Last year I applied to be a part of the group, Changing Gears but I missed the deadline and was heart broken. But I thank God that I was still around this year to apply and was accepted. Women from all over the world applied for the chance to ride. I’ve always had a special love for Bikes and used to ride years ago. But somehow, I got busy with life & kids and working and didn’t make time for it. When I saw the opportunity to get on a bike again, I jumped at it. Since being accepted I took the Riders Edge course and got my endorsement on my license. While I don’t have a bike of my own, I’ve rented a few bikes to prepare for the ride. There is no better feeling than being on the road on a Harley (or whatever you like) it’s just you and a powerful machine and the road. The thought of riding with 20 other breast cancer survivors, raising money to help other women smitten with this disease and meeting new people along the way has left me giddy with hope.
I tell people all the time that I’m lucky and blessed. When they hear my story they don’t understand how I can say that. The truth is, cancer can teach you if you let it. It’s taught me so many things in the past 7 years that I’m amazed every day. Cancer knows no color or age boundaries and because of that I’ve had to live that same way. I’ve found new friends and lost others that I thought were friends because of the cancer. I’ve learned not to sweat the small stuff because there is so much more to life. I’ve also learned to have less and less pity parties for one because when you think you have it bad, there is someone that’s always worst.

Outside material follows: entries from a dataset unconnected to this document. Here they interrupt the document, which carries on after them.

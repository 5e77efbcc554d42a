//! Field reconciliation from include/exclude list files.
//!
//! Fields with an `update-from-file` rule hold a comma-separated set of
//! labels. Each expanded subtest gets the labels of every include list
//! naming it, loses the labels of every exclude list naming it, and falls
//! back to the rule's default when nothing else applies.

use crate::expand::ExpandedSubtest;
use crate::schema::testlist::{LabelMatchers, UpdateRule};
use crate::schema::FieldTable;
use regex::Regex;
use std::collections::BTreeSet;
use std::sync::LazyLock;

static RE_LIST_SEP: LazyLock<Regex> = LazyLock::new(|| Regex::new(r",\s*").unwrap());

/// Apply every update rule of `schema` to `record`.
pub fn reconcile(schema: &FieldTable, record: &mut ExpandedSubtest) {
    for def in schema.iter() {
        let Some(rule) = def.update.as_ref() else {
            continue;
        };
        let current = record.fields.get(&def.name).map(String::as_str);
        let values = apply_rule(rule, &record.name, current);
        if values.is_empty() && !def.is_mandatory() {
            record.fields.remove(&def.name);
        } else {
            let joined = values.into_iter().collect::<Vec<_>>().join(", ");
            record.fields.insert(def.name.clone(), joined);
        }
    }
}

/// Compute the new label set for `name`.
fn apply_rule(rule: &UpdateRule, name: &str, current: Option<&str>) -> BTreeSet<String> {
    let mut values = current.map(split_labels).unwrap_or_default();
    if let Some(append) = rule.append_value.as_deref() {
        values.extend(split_labels(append));
    }

    for labels in matching(&rule.include, name) {
        values.extend(split_labels(labels));
    }

    // Excluding exactly what is there also drops the default.
    let mut set_default = true;
    for labels in matching(&rule.exclude, name) {
        let deleted = split_labels(labels);
        if deleted == values {
            set_default = false;
        }
        values.retain(|v| !deleted.contains(v));
    }

    if values.is_empty() && set_default {
        if let Some(default) = rule.default_value.as_deref() {
            values.insert(default.to_string());
        }
    }

    values
}

/// Labels whose list names `name`.
fn matching<'r>(lists: &'r LabelMatchers, name: &'r str) -> impl Iterator<Item = &'r str> {
    lists
        .iter()
        .filter(move |(_, matchers)| matchers.iter().any(|m| m.full_match(name)))
        .map(|(label, _)| label.as_str())
}

fn split_labels(value: &str) -> BTreeSet<String> {
    RE_LIST_SEP
        .split(value)
        .filter(|v| !v.is_empty())
        .map(str::to_string)
        .collect()
}

#[cfg(test)]
mod tests {
    use super::*;
    use crate::config::MatchType;
    use crate::model::Fields;
    use crate::schema::testlist::ListReader;
    use serde_json::{Map, Value};

    fn matchers(lines: &str) -> Vec<crate::schema::testlist::Matcher> {
        ListReader::new("igt@", "@")
            .unwrap()
            .parse(MatchType::SubtestMatch, lines)
            .unwrap()
    }

    fn schema(mandatory: bool, rule: UpdateRule) -> FieldTable {
        let fields: Map<String, Value> = serde_json::from_str(&format!(
            r#"{{ "Run type": {{ "_properties_": {{ "mandatory": {mandatory} }} }} }}"#
        ))
        .unwrap();
        let mut table = FieldTable::build(&fields, false).unwrap();
        table.set_update_rule("Run type", rule);
        table
    }

    fn record(name: &str, run_type: Option<&str>) -> ExpandedSubtest {
        let mut fields = Fields::new();
        if let Some(v) = run_type {
            fields.insert("Run type".into(), v.into());
        }
        ExpandedSubtest {
            name: name.into(),
            fields,
            line: 1,
            subtest_id: 0,
        }
    }

    fn ci_rule() -> UpdateRule {
        UpdateRule {
            default_value: Some("FULL".into()),
            append_value: None,
            include: vec![("BAT".into(), matchers("igt@foo@basic\n"))],
            exclude: vec![("BAT, FULL".into(), matchers("igt@foo@broken\n"))],
        }
    }

    #[test]
    fn include_adds_label() {
        let table = schema(false, ci_rule());
        let mut r = record("igt@foo@basic", Some("stress"));
        reconcile(&table, &mut r);
        assert_eq!(r.fields["Run type"], "BAT, stress");
    }

    #[test]
    fn default_when_nothing_applies() {
        let table = schema(false, ci_rule());
        let mut r = record("igt@foo@other", None);
        reconcile(&table, &mut r);
        assert_eq!(r.fields["Run type"], "FULL");
    }

    #[test]
    fn exclusion_of_everything_suppresses_default() {
        let table = schema(false, ci_rule());
        let mut r = record("igt@foo@broken", Some("FULL, BAT"));
        reconcile(&table, &mut r);
        assert!(!r.fields.contains_key("Run type"));
    }

    #[test]
    fn mandatory_field_is_kept_empty() {
        let mut rule = ci_rule();
        rule.default_value = None;
        let table = schema(true, rule);
        let mut r = record("igt@foo@broken", Some("BAT"));
        reconcile(&table, &mut r);
        assert_eq!(r.fields["Run type"], "");
    }

    #[test]
    fn append_value_unless_excluded() {
        let mut rule = ci_rule();
        rule.append_value = Some("all".into());
        rule.exclude = vec![("all".into(), matchers("igt@foo@skip\n"))];
        let table = schema(false, rule);

        let mut kept = record("igt@foo@x", None);
        reconcile(&table, &mut kept);
        assert_eq!(kept.fields["Run type"], "all");

        let mut skipped = record("igt@foo@skip", None);
        reconcile(&table, &mut skipped);
        assert!(!skipped.fields.contains_key("Run type"));
    }

    #[test]
    fn reconcile_is_deterministic() {
        let table = schema(false, ci_rule());
        let mut once = record("igt@foo@basic@dynamic", Some("stress, BAT"));
        reconcile(&table, &mut once);
        let mut twice = once.clone();
        reconcile(&table, &mut twice);
        assert_eq!(once, twice);
        assert_eq!(once.fields["Run type"], "BAT, stress");
    }
}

I keep holding on, waiting for the Cure. I will ride as long as the good Lord lets me and I will enjoy my life as long as He lets me. I wouldn’t have made it this far without God, my family & friends. Especially my brother Ronn who has been like a sister to me. I have two beautiful grandchildren now, Giavonna 3 and Westyn 7 months. No one can tell me, that I am not blessed.
Departed this life Thursday, March 8, 2007 at 7:44am.